In a recent order denying a proposed agreement to settle a collective-action lawsuit brought to recoup unpaid overtime for employees of Welspun Pipes, a federal judge took the plaintiffs’ attorneys to task for trying “to squeeze excessive fees” out of the defendants.

Josh Sanford, a Little Rock lawyer whose firm was the target of U.S. District Judge Billy Roy Wilson’s wrath, said Friday that Wilson misunderst­ood his filings, acknowledg­ing that the filings didn’t do a good job of explaining why the firm sought $96,000 in attorneys’ fees in a case that generated $211,666 for one class of plaintiffs and $57,673 for a second class.

“We intend to go back to the court and try to explain to the court the settlement process in a way that satisfies the court,” Sanford said. He said he expects to “better explain” in a way that “the court will be satisfied that everything was aboveboard.”

The request was a joint one, filed by the Sanford firm as well as attorneys Bruce Cross and Gregory Northern, who represente­d Welspun on behalf of the Cross, Gunter, Witherspoo­n and Galchus firm in Little Rock. Neither Cross nor Northern returned calls for comment Friday.

Sanford regularly represents employees in wage and hour disputes brought under the Fair Labor Standards Act.
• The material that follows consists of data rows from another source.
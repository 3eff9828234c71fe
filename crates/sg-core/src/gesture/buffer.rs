//! Continuous drag offset for buffer mode

/// Drag offset a renderer applies to visible items while a gesture is active
///
/// The offset is the raw signed delta from the gesture origin, with the same
/// sign convention as the interpreter. It is neutral (`0.0`) outside a gesture.
/// A disabled tracker never exposes an offset at all.
#[derive(Debug, Clone, PartialEq)]
pub struct BufferTracker {
    enabled: bool,
    offset: f32,
}

impl BufferTracker {
    pub fn new(enabled: bool) -> Self {
        Self { enabled, offset: 0.0 }
    }

    pub fn is_enabled(&self) -> bool {
        self.enabled
    }

    /// Follow the latest gesture delta
    pub fn track(&mut self, delta: f32) {
        if self.enabled {
            self.offset = delta;
        }
    }

    /// Snap back to neutral
    pub fn reset(&mut self) {
        self.offset = 0.0;
    }

    /// Current offset, or `None` when buffer mode is off
    pub fn offset(&self) -> Option<f32> {
        self.enabled.then_some(self.offset)
    }
}

#[cfg(test)]
mod tests {
    use super::*;

    #[test]
    fn test_tracks_and_resets() {
        let mut tracker = BufferTracker::new(true);
        assert_eq!(tracker.offset(), Some(0.0));
        tracker.track(-50.0);
        assert_eq!(tracker.offset(), Some(-50.0));
        tracker.track(-1250.5);
        assert_eq!(tracker.offset(), Some(-1250.5));
        tracker.reset();
        assert_eq!(tracker.offset(), Some(0.0));
    }

    #[test]
    fn test_disabled_is_inert() {
        let mut tracker = BufferTracker::new(false);
        tracker.track(-50.0);
        assert_eq!(tracker.offset(), None);
        assert!(!tracker.is_enabled());
    }
}
//! Gallery theme

use egui::{Color32, Context, Rounding, Stroke, Visuals};

/// Theme configuration
#[derive(Debug, Clone)]
pub struct Theme {
    pub dark_mode: bool,
    pub accent: Color32,
    /// Item colors, cycled by item index
    pub palette: Vec<Color32>,
}

impl Default for Theme {
    fn default() -> Self {
        Self {
            dark_mode: true,
            accent: Color32::from_rgb(100, 150, 250),
            palette: vec![
                Color32::from_rgb(76, 175, 80),
                Color32::from_rgb(100, 150, 250),
                Color32::from_rgb(230, 180, 80),
                Color32::from_rgb(220, 80, 80),
                Color32::from_rgb(150, 110, 220),
                Color32::from_rgb(80, 200, 200),
            ],
        }
    }
}

impl Theme {
    /// Fill color for the item at `index`
    pub fn item_color(&self, index: usize) -> Color32 {
        if self.palette.is_empty() {
            return self.accent;
        }
        self.palette[index % self.palette.len()]
    }
}

/// Apply the application theme
pub fn apply_theme(ctx: &Context, theme: &Theme) {
    let mut visuals = if theme.dark_mode { Visuals::dark() } else { Visuals::light() };

    if theme.dark_mode {
        let panel_bg = Color32::from_rgb(31, 31, 31);
        let widget_bg = Color32::from_rgb(40, 40, 40);
        let text_color = Color32::from_rgb(220, 220, 220);

        visuals.window_fill = panel_bg;
        visuals.panel_fill = panel_bg;
        visuals.extreme_bg_color = Color32::from_rgb(23, 23, 23);

        visuals.widgets.inactive.bg_fill = widget_bg;
        visuals.widgets.inactive.fg_stroke = Stroke::new(1.0, text_color);
        visuals.widgets.hovered.bg_fill = Color32::from_rgb(50, 50, 50);
        visuals.widgets.active.bg_fill = Color32::from_rgb(60, 60, 60);
    }

    visuals.widgets.inactive.rounding = Rounding::same(4.0);
    visuals.widgets.hovered.rounding = Rounding::same(4.0);
    visuals.widgets.active.rounding = Rounding::same(4.0);
    visuals.widgets.active.bg_stroke = Stroke::new(1.0, theme.accent);
    visuals.selection.bg_fill = theme.accent.linear_multiply(0.3);
    visuals.selection.stroke = Stroke::new(1.0, theme.accent);
    visuals.hyperlink_color = theme.accent;

    ctx.set_visuals(visuals);
}

#[cfg(test)]
mod tests {
    use super::*;

    #[test]
    fn test_item_color_cycles() {
        let theme = Theme::default();
        let n = theme.palette.len();
        assert_eq!(theme.item_color(0), theme.item_color(n));
        assert_ne!(theme.item_color(0), theme.item_color(1));
    }

    #[test]
    fn test_empty_palette_uses_accent() {
        let theme = Theme {
            palette: Vec::new(),
            ..Theme::default()
        };
        assert_eq!(theme.item_color(3), theme.accent);
    }
}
Wilson wrote that years ago, Congress allowed the prevailing party in such cases to seek fees from the defendants “so citizens would have access to the courts to enforce their federal rights.”
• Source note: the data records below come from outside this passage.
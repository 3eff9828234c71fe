//! Gallery configuration
//!
//! Every option is enumerated and defaulted here. A configuration is validated
//! once, when a controller is built from it, and never consulted ad hoc.

use std::path::Path;

use serde::{Deserialize, Serialize};

use crate::error::{GalleryError, Result};
use crate::gesture::PointerSample;

/// Axis along which items are laid out and gestures are read
#[derive(Debug, Clone, Copy, PartialEq, Eq, Default, Serialize, Deserialize)]
#[serde(rename_all = "lowercase")]
pub enum Orientation {
    /// Items side by side, gestures read the X coordinate
    #[default]
    Horizontal,
    /// Items stacked, gestures read the Y coordinate
    Vertical,
}

impl Orientation {
    /// Coordinate of `sample` along this axis
    pub fn coordinate(self, sample: PointerSample) -> f32 {
        match self {
            Orientation::Horizontal => sample.x,
            Orientation::Vertical => sample.y,
        }
    }
}

/// Size of the collection and how much of it is shown at once
#[derive(Debug, Clone, Copy, PartialEq, Eq)]
pub struct CollectionSpec {
    total_count: usize,
    max_visible: usize,
}

impl CollectionSpec {
    /// Create a collection spec, rejecting `max_visible == 0`
    pub fn new(total_count: usize, max_visible: usize) -> Result<Self> {
        if max_visible == 0 {
            return Err(GalleryError::InvalidConfig(
                "max_visible must be at least 1".to_string(),
            ));
        }
        Ok(Self { total_count, max_visible })
    }

    pub fn total_count(&self) -> usize {
        self.total_count
    }

    pub fn max_visible(&self) -> usize {
        self.max_visible
    }

    /// Number of items actually displayed
    pub fn visible_count(&self) -> usize {
        self.max_visible.min(self.total_count)
    }

    /// Same `max_visible`, different number of items
    pub fn with_total_count(self, total_count: usize) -> Self {
        Self { total_count, ..self }
    }
}

/// Configuration for a gallery
#[derive(Debug, Clone, PartialEq, Serialize, Deserialize)]
#[serde(default)]
pub struct GalleryConfig {
    /// Maximum number of items shown at once
    pub max_visible: usize,

    /// Layout and gesture axis
    pub orientation: Orientation,

    /// Expose a continuous drag offset while a gesture is in progress
    pub buffer: bool,

    /// Minimum drag distance (in pointer units) that counts as a swipe
    pub min_swipe_distance: f32,

    /// Never show the previous/next controls
    pub hide_controls: bool,

    /// Hide the controls when the collection cannot fill the window
    pub hide_controls_when_small: bool,
}

impl Default for GalleryConfig {
    fn default() -> Self {
        Self {
            max_visible: 1,
            orientation: Orientation::Horizontal,
            buffer: false,
            min_swipe_distance: 50.0,
            hide_controls: false,
            hide_controls_when_small: true,
        }
    }
}

impl GalleryConfig {
    /// Parse a configuration from JSON; missing fields take their defaults
    pub fn from_json_str(json: &str) -> Result<Self> {
        let config: GalleryConfig = serde_json::from_str(json)?;
        config.validate()?;
        Ok(config)
    }

    /// Load a configuration from a JSON file
    pub fn load(path: impl AsRef<Path>) -> Result<Self> {
        let contents = std::fs::read_to_string(path.as_ref())?;
        Self::from_json_str(&contents)
    }

    /// Reject values that would violate the engine's contracts
    pub fn validate(&self) -> Result<()> {
        if self.max_visible == 0 {
            return Err(GalleryError::InvalidConfig(
                "max_visible must be at least 1".to_string(),
            ));
        }
        if !self.min_swipe_distance.is_finite() || self.min_swipe_distance <= 0.0 {
            return Err(GalleryError::InvalidConfig(format!(
                "min_swipe_distance must be a positive number, got {}",
                self.min_swipe_distance
            )));
        }
        Ok(())
    }

    /// Collection spec for `total_count` items under this configuration
    pub fn collection(&self, total_count: usize) -> Result<CollectionSpec> {
        CollectionSpec::new(total_count, self.max_visible)
    }
}

#[cfg(test)]
mod tests {
    use super::*;

    #[test]
    fn test_defaults() {
        let config = GalleryConfig::default();
        assert_eq!(config.max_visible, 1);
        assert_eq!(config.orientation, Orientation::Horizontal);
        assert!(!config.buffer);
        assert!(!config.hide_controls);
        assert!(config.hide_controls_when_small);
        assert!(config.validate().is_ok());
    }

    #[test]
    fn test_partial_json_uses_defaults() {
        let config = GalleryConfig::from_json_str(
            r#"{ "max_visible": 3, "orientation": "vertical", "buffer": true }"#,
        )
        .unwrap();
        assert_eq!(config.max_visible, 3);
        assert_eq!(config.orientation, Orientation::Vertical);
        assert!(config.buffer);
        assert_eq!(config.min_swipe_distance, 50.0);
    }

    #[test]
    fn test_rejects_zero_max_visible() {
        let result = GalleryConfig::from_json_str(r#"{ "max_visible": 0 }"#);
        assert!(matches!(result, Err(GalleryError::InvalidConfig(_))));
        assert!(CollectionSpec::new(5, 0).is_err());
    }

    #[test]
    fn test_rejects_bad_swipe_distance() {
        let mut config = GalleryConfig::default();
        config.min_swipe_distance = 0.0;
        assert!(config.validate().is_err());
        config.min_swipe_distance = f32::NAN;
        assert!(config.validate().is_err());
    }

    #[test]
    fn test_malformed_json() {
        let result = GalleryConfig::from_json_str("{ max_visible: ");
        assert!(matches!(result, Err(GalleryError::Json(_))));
    }

    #[test]
    fn test_missing_file() {
        let result = GalleryConfig::load("/nonexistent/gallery.json");
        assert!(matches!(result, Err(GalleryError::Io(_))));
    }

    #[test]
    fn test_visible_count_is_bounded_by_total() {
        assert_eq!(CollectionSpec::new(5, 3).unwrap().visible_count(), 3);
        assert_eq!(CollectionSpec::new(1, 3).unwrap().visible_count(), 1);
        assert_eq!(CollectionSpec::new(0, 3).unwrap().visible_count(), 0);
    }

    #[test]
    fn test_orientation_reads_axis() {
        let sample = PointerSample::new(10.0, 20.0);
        assert_eq!(Orientation::Horizontal.coordinate(sample), 10.0);
        assert_eq!(Orientation::Vertical.coordinate(sample), 20.0);
    }
}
“While that concept is good in theory,” he said, “it has become apparent that, in practice, lawyers’ fees are the driving force in many FSLA cases. This case presents the problem perfectly.”

Wilson noted the parties first sought approval of the settlement of the “run-of-themill” labor dispute in September, and he denied the request then, saying he first needed to see the plaintiffs’ attorneys’ billing records. He said the parties filed a second motion March 19 that provided only one of three pieces of additional informatio­n he sought.

Wilson said the plaintiffs’ attorneys “candidly admit” the total fees as of March 27 were $47,502, “yet they somehow convinced the defendants to agree to pay $96,000 for fees in the proposed settlement. To justify this doubled amount, Plaintiffs’ lawyers assert that billing would have been well over $96,000 if the case proceeded to trial.”

Wilson said if damages and fees had been negotiated separately, as they are supposed to be under a 2019 directive from the 8th U.S. Circuit Court of Appeals, which oversees federal cases in Arkansas, the additional costs wouldn’t have been part of the calculatio­n. He said that while the joint motion states that the fees were negotiated “entirely separately” from the settlement of the case itself, “this statement is contradict­ed by the record.”

He also said,”the agreement on liability damages obviously is contingent on the amount of lawyers’ fees Defendants [Welspun] are willing to pay Plaintiffs.”

He said records show damages and attorneys’ fees were, from the beginning, “simultaneo­usly discussed during negotiatio­ns,” and while they were later listed separately, this “does not negate the fact that an agreement on both liability damages and lawyers’ fees was required before Plaintiffs’ lawyers would agree to finalize settlement of the liability damages.”

When settling labor lawsuits, Wilson said, “the lawyers’ fees must be an afterthoug­ht, not the primary focus.”